He gets three half answers.

Drezner’s first question: “Just how much third-party holdings of U.S. debt does Saudi Arabia have?”

Wish I knew. The custodial data doesn’t really help us out much. $117 billion—around 20 percent of reserves—certainly seems too low. So it is likely that the ultimate beneficiaries of some of the Treasuries custodied in places like London, Luxembourg or even Switzerland (Swiss holdings are bit higher than can be explained by the Swiss National Bank’s large reserves) are in Saudi Arabia or elsewhere in the Gulf.

Europe Custodial Holdings

The Saudi Arabian Monetary Agency (SAMA) is generally thought to be a bit of a hybrid between a pure central bank reserve manager (which invests mostly in liquid assets, typically government bonds) and a sovereign wealth fund (which invests in a broader range of assets, including illiquid assets).
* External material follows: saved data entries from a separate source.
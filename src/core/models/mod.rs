pub mod criteria;
pub mod event;
pub mod page;
pub mod query;
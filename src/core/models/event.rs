use chrono::{DateTime, Utc};
use serde::Deserialize;

/// Detail fields that participate in alias resolution.
#[derive(Debug, Clone, Copy)]
enum DetailField {
    User,
    DUser,
    Path,
    Fname,
    OriginalUser,
    SUser,
    ProcessName,
    DProc,
}

/// Alias resolution table: (canonical, alias) pairs, applied in order.
/// The alias only fills the canonical field when it is empty.
const DETAIL_FALLBACKS: &[(DetailField, DetailField)] = &[
    (DetailField::User, DetailField::DUser),
    (DetailField::Path, DetailField::Fname),
    (DetailField::OriginalUser, DetailField::SUser),
    (DetailField::ProcessName, DetailField::DProc),
];

/// The `details` sub-document of a MozDef event, with the raw
/// (potentially aliased) field names as they appear on the wire.
#[derive(Debug, Clone, PartialEq, Default, Deserialize)]
#[serde(default)]
pub struct EventDetails {
    pub hostname: String,
    pub command: String,
    pub dhost: String,
    pub dproc: String,
    pub duser: String,
    pub suser: String,
    pub fname: String,
    /// Rule name, e.g. "Unix Exec".
    pub name: String,
    pub processname: String,
    pub originaluser: String,
    pub user: String,
    pub path: String,
}

impl EventDetails {
    fn get(&self, field: DetailField) -> &str {
        match field {
            DetailField::User => &self.user,
            DetailField::DUser => &self.duser,
            DetailField::Path => &self.path,
            DetailField::Fname => &self.fname,
            DetailField::OriginalUser => &self.originaluser,
            DetailField::SUser => &self.suser,
            DetailField::ProcessName => &self.processname,
            DetailField::DProc => &self.dproc,
        }
    }

    fn get_mut(&mut self, field: DetailField) -> &mut String {
        match field {
            DetailField::User => &mut self.user,
            DetailField::DUser => &mut self.duser,
            DetailField::Path => &mut self.path,
            DetailField::Fname => &mut self.fname,
            DetailField::OriginalUser => &mut self.originaluser,
            DetailField::SUser => &mut self.suser,
            DetailField::ProcessName => &mut self.processname,
            DetailField::DProc => &mut self.dproc,
        }
    }

    /// Apply the fallback table to this details record.
    fn resolve_aliases(&mut self) {
        for &(canonical, alias) in DETAIL_FALLBACKS {
            if self.get(canonical).is_empty() && !self.get(alias).is_empty() {
                let value = self.get(alias).to_string();
                *self.get_mut(canonical) = value;
            }
        }
    }
}

/// One security event as returned by the backend.
///
/// Deserialization is tolerant: absent fields decode to empty strings
/// (timestamps to the Unix epoch), so a sparse document is not a decode
/// error. Call [`Event::normalize`] before using the record.
#[derive(Debug, Clone, PartialEq, Deserialize)]
#[serde(default)]
pub struct Event {
    pub category: String,
    pub hostname: String,
    pub timestamp: DateTime<Utc>,
    pub utctimestamp: DateTime<Utc>,
    pub summary: String,
    pub details: EventDetails,
}

impl Default for Event {
    fn default() -> Self {
        Self {
            category: String::new(),
            hostname: String::new(),
            timestamp: DateTime::UNIX_EPOCH,
            utctimestamp: DateTime::UNIX_EPOCH,
            summary: String::new(),
            details: EventDetails::default(),
        }
    }
}

impl Event {
    /// Resolve field aliases into their canonical fields and clean up
    /// the summary. Idempotent: already-resolved fields are never
    /// overwritten.
    pub fn normalize(&mut self) {
        if self.hostname.is_empty() && !self.details.dhost.is_empty() {
            self.hostname = self.details.dhost.clone();
        }

        self.details.resolve_aliases();

        if self.details.name == "Unix Exec" {
            self.category = "execve".to_string();
        }

        self.summary = self
            .summary
            .trim_matches(|c| c == ' ' || c == '\n')
            .to_string();
    }
}
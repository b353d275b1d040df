use crate::core::errors::Result;
use crate::core::models::page::SearchPage;
use crate::core::models::query::StructuredQuery;

/// Port for the event-store search transport.
///
/// Implementations live in `adapters::backend` (e.g. HttpBackend). The
/// core layer only depends on this trait, never on a concrete transport.
/// A call submits one structured query against a named index and doctype
/// and blocks until one page of raw hit documents (or an error) comes
/// back; an empty page ends pagination for that index.
pub trait SearchBackend {
    /// Submit `query` against `index`/`doctype` and return one page.
    fn search(&self, index: &str, doctype: &str, query: &StructuredQuery) -> Result<SearchPage>;
}
use std::collections::BTreeMap;

use serde::Serialize;

/// Number of documents requested per search page.
pub const DOCS_PER_SEARCH: u64 = 100;

/// One boolean-query clause. Exactly one of the variants is set; the
/// others are omitted from serialization.
#[derive(Debug, Clone, Default, Serialize)]
pub struct QueryClause {
    #[serde(skip_serializing_if = "Option::is_none")]
    pub query_string: Option<BTreeMap<String, String>>,

    #[serde(skip_serializing_if = "Option::is_none")]
    pub term: Option<BTreeMap<String, String>>,

    #[serde(skip_serializing_if = "Option::is_none")]
    pub r#match: Option<BTreeMap<String, String>>,

    #[serde(skip_serializing_if = "Option::is_none")]
    pub range: Option<BTreeMap<String, BTreeMap<String, String>>>,
}

impl QueryClause {
    /// A free-text `query_string` clause.
    pub fn query_string(query: impl Into<String>) -> Self {
        Self {
            query_string: Some(BTreeMap::from([("query".to_string(), query.into())])),
            ..Default::default()
        }
    }

    /// An exact `match` clause on one field.
    pub fn match_field(field: impl Into<String>, value: impl Into<String>) -> Self {
        Self {
            r#match: Some(BTreeMap::from([(field.into(), value.into())])),
            ..Default::default()
        }
    }

    /// An inclusive `range` clause on one field.
    pub fn range_within(
        field: impl Into<String>,
        gte: impl Into<String>,
        lte: impl Into<String>,
    ) -> Self {
        let bounds = BTreeMap::from([
            ("gte".to_string(), gte.into()),
            ("lte".to_string(), lte.into()),
        ]);
        Self {
            range: Some(BTreeMap::from([(field.into(), bounds)])),
            ..Default::default()
        }
    }
}

/// The `bool` query: required clauses, alternative clauses, and the
/// minimum number of alternatives that must match.
#[derive(Debug, Clone, Default, Serialize)]
pub struct BoolQuery {
    #[serde(skip_serializing_if = "Vec::is_empty")]
    pub must: Vec<QueryClause>,

    #[serde(skip_serializing_if = "Vec::is_empty")]
    pub should: Vec<QueryClause>,

    pub minimum_should_match: u32,
}

/// Wrapper producing the `{"query": {"bool": ...}}` nesting the backend
/// expects.
#[derive(Debug, Clone, Serialize)]
pub struct QueryRoot {
    #[serde(rename = "bool")]
    pub boolean: BoolQuery,
}

/// A complete search request document: pagination window, sort directive,
/// and the boolean query. Cloned per index with the offset reset, then
/// advanced page by page.
#[derive(Debug, Clone, Serialize)]
pub struct StructuredQuery {
    pub from: u64,
    pub size: u64,
    pub sort: BTreeMap<String, String>,
    pub query: QueryRoot,
}

impl StructuredQuery {
    /// Advance the pagination offset by one page.
    pub fn advance_page(&mut self) {
        self.from += self.size;
    }
}
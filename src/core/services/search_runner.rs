use crate::core::errors::{Result, SearchError};
use crate::core::models::criteria::SearchCriteria;
use crate::core::models::event::Event;
use crate::core::models::query::StructuredQuery;
use crate::core::services::index_enumerator;
use crate::core::traits::search_backend::SearchBackend;

/// Run the full search: every day index in the criteria's range, in
/// order, paginating each until the backend returns an empty page.
///
/// Events accumulate across indices in one caller-owned collection.
/// Any request or decode failure aborts the remaining indices; nothing
/// accumulated so far is returned in that case.
pub fn run_search(
    backend: &dyn SearchBackend,
    criteria: &SearchCriteria,
    query: &StructuredQuery,
) -> Result<Vec<Event>> {
    let mut results = Vec::new();
    for index in index_enumerator::enumerate_indices(criteria.start, criteria.end) {
        fetch_index(
            backend,
            query,
            &index,
            criteria.mode.doctype(),
            &mut results,
        )?;
    }
    Ok(results)
}

/// Paginate one index, appending normalized events to `results`.
///
/// Only an empty page terminates the loop; a short page keeps going,
/// since the backend may still have documents at the next offset.
fn fetch_index(
    backend: &dyn SearchBackend,
    query: &StructuredQuery,
    index: &str,
    doctype: &str,
    results: &mut Vec<Event>,
) -> Result<()> {
    let mut page_query = query.clone();
    page_query.from = 0;
    loop {
        let page = backend.search(index, doctype, &page_query)?;
        if page.hits.is_empty() {
            return Ok(());
        }
        for source in page.hits {
            let mut event: Event =
                serde_json::from_value(source).map_err(|e| SearchError::DecodeFailed {
                    index: index.to_string(),
                    detail: e.to_string(),
                })?;
            event.normalize();
            results.push(event);
        }
        page_query.advance_page();
    }
}
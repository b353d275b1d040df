pub mod index_enumerator;
pub mod query_builder;
pub mod renderer;
pub mod search_runner;
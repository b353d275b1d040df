use chrono::{DateTime, Utc};

/// All domain errors for mozdefsearch.
///
/// Every error is fatal to the run: it propagates to the top level,
/// is printed once, and the process exits non-zero. No partial results
/// are rendered after a mid-run failure.
#[derive(Debug, thiserror::Error)]
pub enum SearchError {
    #[error(
        "MOZDEFESHOST environment variable not set\n\n  \
         Set it to the MozDef Elasticsearch host, e.g.:\n    \
         export MOZDEFESHOST=mozdef.example.com:9200\n  \
         (or pass --eshost on the command line)"
    )]
    EsHostNotSet,

    #[error(
        "Invalid date: '{input}'\n\n  \
         Expected UTC format: yyyy-mm-dd hh:mm:ss, e.g. 2016-01-15 08:30:00"
    )]
    InvalidDate { input: String },

    #[error("Invalid search range: start date {start} is after end date {end}")]
    InvalidRange {
        start: DateTime<Utc>,
        end: DateTime<Utc>,
    },

    #[error("Search backend unavailable: {reason}")]
    BackendUnavailable { reason: String },

    #[error("Search against index '{index}' failed: {reason}")]
    RequestFailed { index: String, reason: String },

    #[error("Could not decode an event document from index '{index}': {detail}")]
    DecodeFailed { index: String, detail: String },

    #[error(transparent)]
    Json(#[from] serde_json::Error),
}

/// Convenience alias used throughout the crate.
pub type Result<T> = std::result::Result<T, SearchError>;
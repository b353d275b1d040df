pub mod search_backend;
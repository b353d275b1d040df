use colored::Colorize;

/// Print an error message.
pub fn error(msg: &str) {
    eprintln!("  {} {}", "✗".red(), msg);
}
So there is no reason to think that all of SAMA’s assets are in Treasuries.

There are a couple of benchmarks though that might help.

If you sum the Treasury holdings of China and Belgium in the Treasury International Capital (TIC) data (Belgium is pretty clearly China, not the Gulf) and compare that total with China’s reserves, Treasuries now look to be around 40 percent of China’s total reserves. Other countries have moved back into agencies, so Treasury holdings aren’t a pure proxy for a country’s holdings of liquid dollar bonds. But this still set out a benchmark of sorts.

And if you look at the IMF’s global reserves data (sadly less useful than it once was, as the data for emerging economies is no longer broken out separately), central banks globally hold about 65 percent of their reserves in dollars. This also sets out a benchmark. Countries that manage their currencies tightly against the dollar would normally be expected to hold a higher share of their reserves in dollars than the global average, though this imperative dissipates a bit when a country’s reserves far exceeds its short-term needs.